# Myaskovsky String Quartets



## NightHawk

I want to cut to the chase and get the top 6 Myaskovsky String Quartets - can anyone help me. I can't afford to buy 13 of them! Thanks in advance for any opines.

Thought about a poll, but didn't think there would be much action. Like an opinionated reply better, anyways.


----------



## chrislowski

The only versions of the String Quartets I have heard are the collection I bought from the label Northern Flowers, played by the Taneyev Quartet. I think Quartet No. 2 is probably a great one to hear first, it is full of transformation and makes great listening. The 8th has a beautiful slow movement, and I like No. 10 for the fantastic finale. The 13th is brisk and powerful.

I love them all, but those are the ones that stand out the most for me.


----------



## NightHawk

Thank you for your good post!



chrislowski said:


> The only versions of the String Quartets I have heard are the collection I bought from the label Northern Flowers, played by the Taneyev Quartet. I think Quartet No. 2 is probably a great one to hear first, it is full of transformation and makes great listening. The 8th has a beautiful slow movement, and I like No. 10 for the fantastic finale.

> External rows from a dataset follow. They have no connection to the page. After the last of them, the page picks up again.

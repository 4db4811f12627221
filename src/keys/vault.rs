//! # Local Key Vault
//!
//! Local key provider: data keys are wrapped with AES-256-GCM under a master
//! key derived from the configured secret and kept in a [`KeyStore`].
//!
//! ## Invariants
//! - Concurrent resolutions of one name in this process mint at most one key
//! - Unwrapped material never reaches the store and is zeroized on drop

use std::collections::HashMap;
use std::sync::{Arc, PoisonError, RwLock};

use aes_gcm::aead::{Aead, KeyInit, Payload};
use aes_gcm::{Aes256Gcm, Nonce};
use base64::engine::general_purpose::STANDARD;
use base64::Engine;
use chrono::Utc;
use rand::rngs::OsRng;
use rand::RngCore;
use sha2::{Digest, Sha256};
use tokio::sync::Mutex;
use uuid::Uuid;
use zeroize::Zeroizing;

use super::errors::{KeyError, KeyResult};
use super::key::{DataKey, KeyHandle, KeyVaultNamespace, DATA_KEY_LEN};
use super::resolver::{KeyResolver, ResolveFuture};
use super::store::KeyStore;

/// Minimum master secret length in bytes
pub const MIN_SECRET_LEN: usize = 32;

const WRAP_NONCE_LEN: usize = 12;

/// Unwrapped data key material
pub type KeyMaterial = Arc<Zeroizing<[u8; DATA_KEY_LEN]>>;

/// Key vault backed by a local master secret
pub struct LocalKeyVault {
    namespace: KeyVaultNamespace,
    master: Zeroizing<[u8; 32]>,
    store: Arc<dyn KeyStore>,
    mint_lock: Mutex<()>,
    unwrapped: RwLock<HashMap<Uuid, KeyMaterial>>,
}

impl std::fmt::Debug for LocalKeyVault {
    fn fmt(&self, f: &mut std::fmt::Formatter<'_>) -> std::fmt::Result {
        f.debug_struct("LocalKeyVault")
            .field("namespace", &self.namespace)
            .field("store", &self.store)
            .finish_non_exhaustive()
    }
}

impl LocalKeyVault {
    /// Creates a vault over `store`.
    ///
    /// # Errors
    ///
    /// `InvalidSecret` if the secret is shorter than [`MIN_SECRET_LEN`].
    pub fn new(
        namespace: KeyVaultNamespace,
        secret: &[u8],
        store: Arc<dyn KeyStore>,
    ) -> KeyResult<Self> {
        if secret.len() < MIN_SECRET_LEN {
            return Err(KeyError::InvalidSecret(format!(
                "expected at least {} bytes, got {}",
                MIN_SECRET_LEN,
                secret.len()
            )));
        }

        let mut master = Zeroizing::new([0u8; 32]);
        master.copy_from_slice(&Sha256::digest(secret));

        Ok(Self {
            namespace,
            master,
            store,
            mint_lock: Mutex::new(()),
            unwrapped: RwLock::new(HashMap::new()),
        })
    }

    /// Creates a vault from a hex-encoded secret
    pub fn from_hex(
        namespace: KeyVaultNamespace,
        secret_hex: &str,
        store: Arc<dyn KeyStore>,
    ) -> KeyResult<Self> {
        let secret = Zeroizing::new(
            hex::decode(secret_hex.trim())
                .map_err(|e| KeyError::InvalidSecret(format!("not valid hex: {}", e)))?,
        );
        Self::new(namespace, &secret, store)
    }

    pub fn namespace(&self) -> &KeyVaultNamespace {
        &self.namespace
    }

    pub fn store(&self) -> &Arc<dyn KeyStore> {
        &self.store
    }

    /// Finds the key named `key_name`, minting it on first use
    pub async fn find_or_mint(&self, key_name: &str) -> KeyResult<KeyHandle> {
        if let Some(key) = self.store.find_by_alt_name(&self.namespace, key_name)? {
            tracing::debug!(
                event = "DATA_KEY_RESOLVED",
                key_name = key_name,
                key_id = %key.id,
                namespace = %self.namespace,
            );
            return Ok(key.handle());
        }

        let _guard = self.mint_lock.lock().await;

        // Another caller may have minted while we waited
        if let Some(key) = self.store.find_by_alt_name(&self.namespace, key_name)? {
            return Ok(key.handle());
        }

        let key = self.mint(key_name)?;
        let handle = key.handle();
        self.store.insert(&self.namespace, key)?;

        tracing::info!(
            event = "DATA_KEY_MINTED",
            key_name = key_name,
            key_id = %handle,
            namespace = %self.namespace,
        );
        Ok(handle)
    }

    fn mint(&self, key_name: &str) -> KeyResult<DataKey> {
        let id = Uuid::new_v4();
        let mut material = Zeroizing::new([0u8; DATA_KEY_LEN]);
        OsRng.fill_bytes(&mut material[..]);

        let mut nonce = [0u8; WRAP_NONCE_LEN];
        OsRng.fill_bytes(&mut nonce);

        let wrapped = self
            .master_cipher()?
            .encrypt(
                Nonce::from_slice(&nonce),
                Payload {
                    msg: &material[..],
                    aad: id.as_bytes(),
                },
            )
            .map_err(|_| KeyError::Mint(key_name.to_string()))?;

        let mut stored = Vec::with_capacity(WRAP_NONCE_LEN + wrapped.len());
        stored.extend_from_slice(&nonce);
        stored.extend_from_slice(&wrapped);

        Ok(DataKey {
            id,
            key_alt_names: vec![key_name.to_string()],
            key_material: STANDARD.encode(stored),
            created_at: Utc::now(),
        })
    }

    /// Returns the plaintext material of a data key
    pub fn unwrap_key(&self, id: Uuid) -> KeyResult<KeyMaterial> {
        if let Some(material) = self
            .unwrapped
            .read()
            .unwrap_or_else(PoisonError::into_inner)
            .get(&id)
        {
            return Ok(Arc::clone(material));
        }

        let key = self
            .store
            .find_by_id(&self.namespace, id)?
            .ok_or(KeyError::NotFound(id))?;

        let stored = STANDARD
            .decode(&key.key_material)
            .map_err(|_| KeyError::Unwrap(id))?;
        if stored.len() <= WRAP_NONCE_LEN {
            return Err(KeyError::Unwrap(id));
        }
        let (nonce, wrapped) = stored.split_at(WRAP_NONCE_LEN);

        let plain = Zeroizing::new(
            self.master_cipher()?
                .decrypt(
                    Nonce::from_slice(nonce),
                    Payload {
                        msg: wrapped,
                        aad: id.as_bytes(),
                    },
                )
                .map_err(|_| KeyError::Unwrap(id))?,
        );
        if plain.len() != DATA_KEY_LEN {
            return Err(KeyError::Unwrap(id));
        }

        let mut material = Zeroizing::new([0u8; DATA_KEY_LEN]);
        material.copy_from_slice(&plain);
        let material = Arc::new(material);

        self.unwrapped
            .write()
            .unwrap_or_else(PoisonError::into_inner)
            .insert(id, Arc::clone(&material));
        Ok(material)
    }

    fn master_cipher(&self) -> KeyResult<Aes256Gcm> {
        Aes256Gcm::new_from_slice(&self.master[..])
            .map_err(|_| KeyError::InvalidSecret("master key has wrong length".to_string()))
    }
}

impl KeyResolver for LocalKeyVault {
    fn resolve<'a>(&'a self, key_name: &'a str) -> ResolveFuture<'a> {
        Box::pin(self.find_or_mint(key_name))
    }
}
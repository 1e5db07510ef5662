use crate::core::journal::ScoreEntry;
use crate::errors::AppResult;
use csv::Writer;
use std::path::Path;

/// Write the entries as CSV, one row per date.
pub(crate) fn write_csv(path: &Path, entries: &[ScoreEntry]) -> AppResult<()> {
    let mut wtr = Writer::from_path(path)?;

    wtr.write_record(["date", "score"])?;

    for entry in entries {
        wtr.write_record(&[entry.date_str(), entry.score.to_string()])?;
    }

    wtr.flush()?;
    Ok(())
}
use crate::cli::parser::Commands;
use crate::config::Config;
use crate::errors::AppResult;
use crate::oplog;
use crate::store::Store;
use crate::ui::messages::{info, success, warning};

use std::io::{self, Write};

/// Ask a yes/no confirmation from the user
fn ask_confirmation(prompt: &str) -> bool {
    warning(prompt);
    print!("Confirm [y/N]: ");
    let _ = io::stdout().flush();

    let mut s = String::new();
    if io::stdin().read_line(&mut s).is_ok() {
        matches!(s.trim().to_lowercase().as_str(), "y" | "yes")
    } else {
        false
    }
}

pub fn handle(cmd: &Commands, cfg: &Config) -> AppResult<()> {
    if let Commands::Clear { yes } = cmd {
        let mut journal = Store::load(&cfg.journal)?;

        if journal.is_empty() {
            info("The journal is already empty.");
            return Ok(());
        }

        let count = journal.len();
        let prompt = format!(
            "Delete ALL {} saved scores? This action is irreversible.",
            count
        );

        if !*yes && !ask_confirmation(&prompt) {
            info("Operation cancelled.");
            return Ok(());
        }

        journal.clear();
        Store::save(&cfg.journal, &journal)?;

        if let Err(e) = oplog::append(
            &cfg.journal,
            "clear",
            "",
            &format!("{} entries removed", count),
        ) {
            eprintln!("⚠️ Failed to write internal log: {}", e);
        }

        success("All scores have been cleared.");
    }

    Ok(())
}
use crate::errors::{AppError, AppResult};
use crate::ui::messages::{info, warning};
use std::io::{self, Write};
use std::path::Path;

/// Check whether a file may be created or overwritten.
///
/// - File does not exist → Ok
/// - File exists and `force` is set → Ok
/// - File exists and `force == false` → ask the user.
pub(crate) fn ensure_writable(path: &Path, force: bool) -> AppResult<()> {
    if !path.exists() || force {
        return Ok(());
    }

    warning(format!("The file '{}' already exists.", path.display()));

    print!("Overwrite? [y/N]: ");
    io::stdout().flush().ok();

    let mut answer = String::new();
    io::stdin().read_line(&mut answer).map_err(AppError::from)?;
    let ans = answer.trim().to_ascii_lowercase();

    if ans == "y" || ans == "yes" {
        info("Existing file will be overwritten.");
        Ok(())
    } else {
        Err(AppError::Export(
            "cancelled: existing file not overwritten".to_string(),
        ))
    }
}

The 13th is brisk and powerful.
> 
> I love them all, but those are the ones that stand out the most for me.


----------



## Oskaar

Do you have spotify, Night Hawk? The sound streemd is amazing, and if you talk to an expert you can avoid sound card limitations, if you connect to other stereo equipment. And I have several invitations to give!


----------



## NightHawk

I don't, Oskaar, I don't even know what it is, but it sounds very interesting. Invitations, huh?  Tell me more. NH



oskaar said:


> Do you have spotify, Night Hawk? The sound streemd is amazing, and if you talk to an expert you can avoid sound card limitations, if you connect to other stereo equipment. And I have several invitations to give!


----------



## Vaneyes

My lone CD of Myaskovsky SQs. Wish I had more.


----------



## chrislowski

What is the benefit of being invited to Spotify, just out of interest?


----------



## Chrythes

In the past the only way to register to Spotify was through invitations.
I registered 3 months ago and it was without an invitation. 
In any way, i don't think you get any extras or benefits by being invited. The weird thing is that i don't have any limitations (i can play the same tune infinite times i guess (e.g can't count how many times i've listened to Beethoven's SQ, but certainly more than 5) except for the commercials. But it's not a problem if you know when a piece is going to end, you can change to the next piece (or in our case - movement). But they are still the downside for the free users, because i can't just leave Spotify playing while i'm lying in my bed/trying to fall asleep with music.


----------



## Head_case

Chris _ your Olympia recording is the same as the Northern Flowers re-issues.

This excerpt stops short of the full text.